1. Early Bird Gets the Worm

The sooner you get your job application in, the better luck you will have at getting your resume seen. If you are slow to reply to a job listing, you likely will lose your shot at be considered, so make sure to stay up-to-date on new listings as they arise.

2. Get a Jump-Start

Even better than being one of the first to apply for an open position is seeking one out before it is posted. Research the companies you are interested in working for and reach out to see if any openings are on the horizon. Interact with the company on LinkedIn, join the same local trade organizations the company attends and find out where their staff members might be speaking publicly. Consider volunteering at events the company may be involved with to start to get to know the staff and familiarize yourself with the company culture.

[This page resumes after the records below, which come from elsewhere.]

//! Game tuning
//!
//! Every field has a default, so a JSON file only needs the values it changes.

use std::path::Path;

use serde::{Deserialize, Serialize};

use crate::consts::*;

/// Errors raised while loading or validating a [`GameConfig`]
#[derive(Debug, thiserror::Error)]
pub enum ConfigError {
    #[error("failed to read config file: {0}")]
    Io(#[from] std::io::Error),

    #[error("failed to parse config: {0}")]
    Parse(#[from] serde_json::Error),

    #[error("invalid config: {0}")]
    Invalid(String),
}

/// Ship handling constants
#[derive(Debug, Clone, PartialEq, Serialize, Deserialize)]
#[serde(default)]
pub struct PlayerTuning {
    /// Thrust added per frame along the heading
    pub speed: f32,
    /// Velocity multiplier per frame while not thrusting
    pub friction: f32,
    /// Degrees turned per frame
    pub rotation_step: f32,
    pub bullet_speed: f32,
    /// Bounding box edge
    pub size: f32,
    /// Distance from center to where bullets leave the ship
    pub gun_offset: f32,
}

impl Default for PlayerTuning {
    fn default() -> Self {
        Self {
            speed: PLAYER_SPEED,
            friction: PLAYER_FRICTION,
            rotation_step: PLAYER_ROTATION_STEP,
            bullet_speed: BULLET_SPEED,
            size: PLAYER_SIZE,
            gun_offset: PLAYER_GUN_OFFSET,
        }
    }
}

/// Construction parameters for a game session
#[derive(Debug, Clone, PartialEq, Serialize, Deserialize)]
#[serde(default)]
pub struct GameConfig {
    /// RNG seed; the same seed and inputs replay the same game
    pub seed: u64,
    pub asteroid_count: u32,
    /// Exclusive upper bound of random speed per axis
    pub asteroid_max_speed: f32,
    /// Box edge indexed by power
    pub asteroid_sizes: [f32; 5],
    pub initial_power_min: u32,
    pub initial_power_max: u32,
    pub bullet_size: f32,
    pub player: PlayerTuning,
}

impl Default for GameConfig {
    fn default() -> Self {
        Self {
            seed: DEFAULT_SEED,
            asteroid_count: ASTEROID_COUNT,
            asteroid_max_speed: ASTEROID_MAX_SPEED,
            asteroid_sizes: ASTEROID_SIZES,
            initial_power_min: ASTEROID_POWER_MIN,
            initial_power_max: ASTEROID_POWER_MAX,
            bullet_size: BULLET_SIZE,
            player: PlayerTuning::default(),
        }
    }
}

impl GameConfig {
    /// Parse and validate a JSON config
    pub fn from_json(json: &str) -> Result<Self, ConfigError> {
        let config: Self = serde_json::from_str(json)?;
        config.validate()?;
        Ok(config)
    }

    /// Read, parse and validate a JSON config file
    pub fn load(path: impl AsRef<Path>) -> Result<Self, ConfigError> {
        let path = path.as_ref();
        let json = std::fs::read_to_string(path)?;
        let config = Self::from_json(&json)?;
        log::info!("Loaded config from {}", path.display());
        Ok(config)
    }

    pub fn validate(&self) -> Result<(), ConfigError> {
        if self.asteroid_sizes.iter().any(|s| !(*s > 0.0)) {
            return Err(ConfigError::Invalid(
                "asteroid sizes must be positive".into(),
            ));
        }
        if !(self.asteroid_max_speed >= 0.0) {
            return Err(ConfigError::Invalid(
                "asteroid_max_speed must not be negative".into(),
            ));
        }
        if self.initial_power_min == 0 || self.initial_power_min > self.initial_power_max {
            return Err(ConfigError::Invalid(format!(
                "initial power range {}..={} is empty or starts at zero",
                self.initial_power_min, self.initial_power_max
            )));
        }
        if self.initial_power_max as usize >= self.asteroid_sizes.len() {
            return Err(ConfigError::Invalid(format!(
                "initial_power_max {} has no entry in asteroid_sizes",
                self.initial_power_max
            )));
        }
        if !(self.bullet_size > 0.0) || !(self.player.size > 0.0) {
            return Err(ConfigError::Invalid(
                "bullet and ship sizes must be positive".into(),
            ));
        }
        if !(self.player.friction > 0.0 && self.player.friction <= 1.0) {
            return Err(ConfigError::Invalid(format!(
                "player friction {} must be in (0, 1]",
                self.player.friction
            )));
        }
        Ok(())
    }

    /// Box edge for an asteroid of the given power (clamped to the table)
    pub fn asteroid_size(&self, power: u32) -> f32 {
        let last = self.asteroid_sizes.len() - 1;
        self.asteroid_sizes[(power as usize).min(last)]
    }
}

#[cfg(test)]
mod tests {
    use super::*;

    #[test]
    fn test_defaults_are_valid() {
        let config = GameConfig::default();
        assert!(config.validate().is_ok());
        assert_eq!(config.asteroid_sizes, [15.0, 20.0, 28.0, 36.0, 44.0]);
        assert_eq!(config.player.friction, 0.98);
        assert_eq!(config.player.rotation_step, 5.0);
    }

    #[test]
    fn test_partial_json_uses_defaults() {
        let config =
            GameConfig::from_json(r#"{ "asteroid_count": 5, "player": { "speed": 0.5 } }"#)
                .unwrap();
        assert_eq!(config.asteroid_count, 5);
        assert_eq!(config.player.speed, 0.5);
        assert_eq!(config.player.bullet_speed, BULLET_SPEED);
        assert_eq!(config.asteroid_max_speed, ASTEROID_MAX_SPEED);
    }

    #[test]
    fn test_parse_error() {
        let err = GameConfig::from_json("{ not json").unwrap_err();
        assert!(matches!(err, ConfigError::Parse(_)));
    }

    #[test]
    fn test_invalid_power_range() {
        let err = GameConfig::from_json(r#"{ "initial_power_max": 7 }"#).unwrap_err();
        assert!(matches!(err, ConfigError::Invalid(_)));

        let err = GameConfig::from_json(r#"{ "initial_power_min": 0 }"#).unwrap_err();
        assert!(matches!(err, ConfigError::Invalid(_)));
    }

    #[test]
    fn test_invalid_friction() {
        let err = GameConfig::from_json(r#"{ "player": { "friction": 1.5 } }"#).unwrap_err();
        assert!(err.to_string().contains("friction"));
    }

    #[test]
    fn test_missing_file() {
        let err = GameConfig::load("/definitely/not/here.json").unwrap_err();
        assert!(matches!(err, ConfigError::Io(_)));
    }

    #[test]
    fn test_asteroid_size_lookup_clamps() {
        let config = GameConfig::default();
        assert_eq!(config.asteroid_size(0), 15.0);
        assert_eq!(config.asteroid_size(2), 28.0);
        assert_eq!(config.asteroid_size(4), 44.0);
        assert_eq!(config.asteroid_size(9), 44.0);
    }
}
//! Rock Splitter - a minimal vector arcade game
//!
//! Core modules:
//! - `sim`: Frame-driven simulation (entities, collisions, game loop)
//! - `renderer`: Render surface abstraction and a recording surface
//! - `input`: Held-control queries and keyboard mapping
//! - `config`: Data-driven tuning loaded from JSON
//! - `geometry`: Heading, rotation and screen-wrap helpers

pub mod config;
pub mod geometry;
pub mod input;
pub mod renderer;
pub mod sim;

pub use config::{ConfigError, GameConfig, PlayerTuning};
pub use geometry::{rotate, velocity_from_angle, wrap_position, wrap_to_range};
pub use input::{Control, ControlState, InputSource};
pub use renderer::{Color, CommandRecorder, DrawCommand, RenderSurface};
pub use sim::{Entity, EntityKind, EntityTag, Game};

/// Game configuration constants
pub mod consts {
    /// Asteroids spawned at game start
    pub const ASTEROID_COUNT: u32 = 3;
    /// Upper bound (exclusive) of random asteroid speed, per axis
    pub const ASTEROID_MAX_SPEED: f32 = 3.0;
    /// Asteroid box size indexed by power
    pub const ASTEROID_SIZES: [f32; 5] = [15.0, 20.0, 28.0, 36.0, 44.0];
    /// Initial asteroid power range (inclusive)
    pub const ASTEROID_POWER_MIN: u32 = 2;
    pub const ASTEROID_POWER_MAX: u32 = 4;
    /// Fragments produced when an asteroid splits
    pub const ASTEROID_SPLIT_COUNT: usize = 3;

    /// Ship thrust per frame
    pub const PLAYER_SPEED: f32 = 0.2;
    /// Velocity multiplier per frame while coasting
    pub const PLAYER_FRICTION: f32 = 0.98;
    /// Degrees turned per frame
    pub const PLAYER_ROTATION_STEP: f32 = 5.0;
    /// Ship bounding box edge
    pub const PLAYER_SIZE: f32 = 15.0;
    /// Distance from ship center to the gun tip
    pub const PLAYER_GUN_OFFSET: f32 = 20.0;

    /// Bullet speed along the ship heading
    pub const BULLET_SPEED: f32 = 10.0;
    /// Bullet bounding box edge
    pub const BULLET_SIZE: f32 = 3.0;

    /// Default RNG seed
    pub const DEFAULT_SEED: u64 = 0x5EED;
}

3. Tailor Your Information

Applying for jobs can often be a numbers game, so once you have narrowed down the best fits for you, make sure you customize your resume and cover letter for each position you apply for. Though you will want to be one of the first to apply, don’t be in such a rush that you automatically eliminate yourself by not indicating how your skills are a match for a specific position and how you meet that particular’s company’s requirements. Not showing you are a fit for that specific job will surely end your chances of being considered.

4. Follow Up

Though it may feel like you are sending your information into a large black abyss at times, there are people on the other end. It’s perfectly acceptable — even preferred — to send a follow-up email if you don’t get a response within a couple of days. This is when you confirm that the interviewer received your information, giving you a chance to reiterate your interest in the job. But, if a listing specifically states “no phone calls or emails,” abide by that request or you may end your chances. Once you have landed the interview, absolutely follow up with your interviewers through a thank-you note, again expressing your interest in the company and the job.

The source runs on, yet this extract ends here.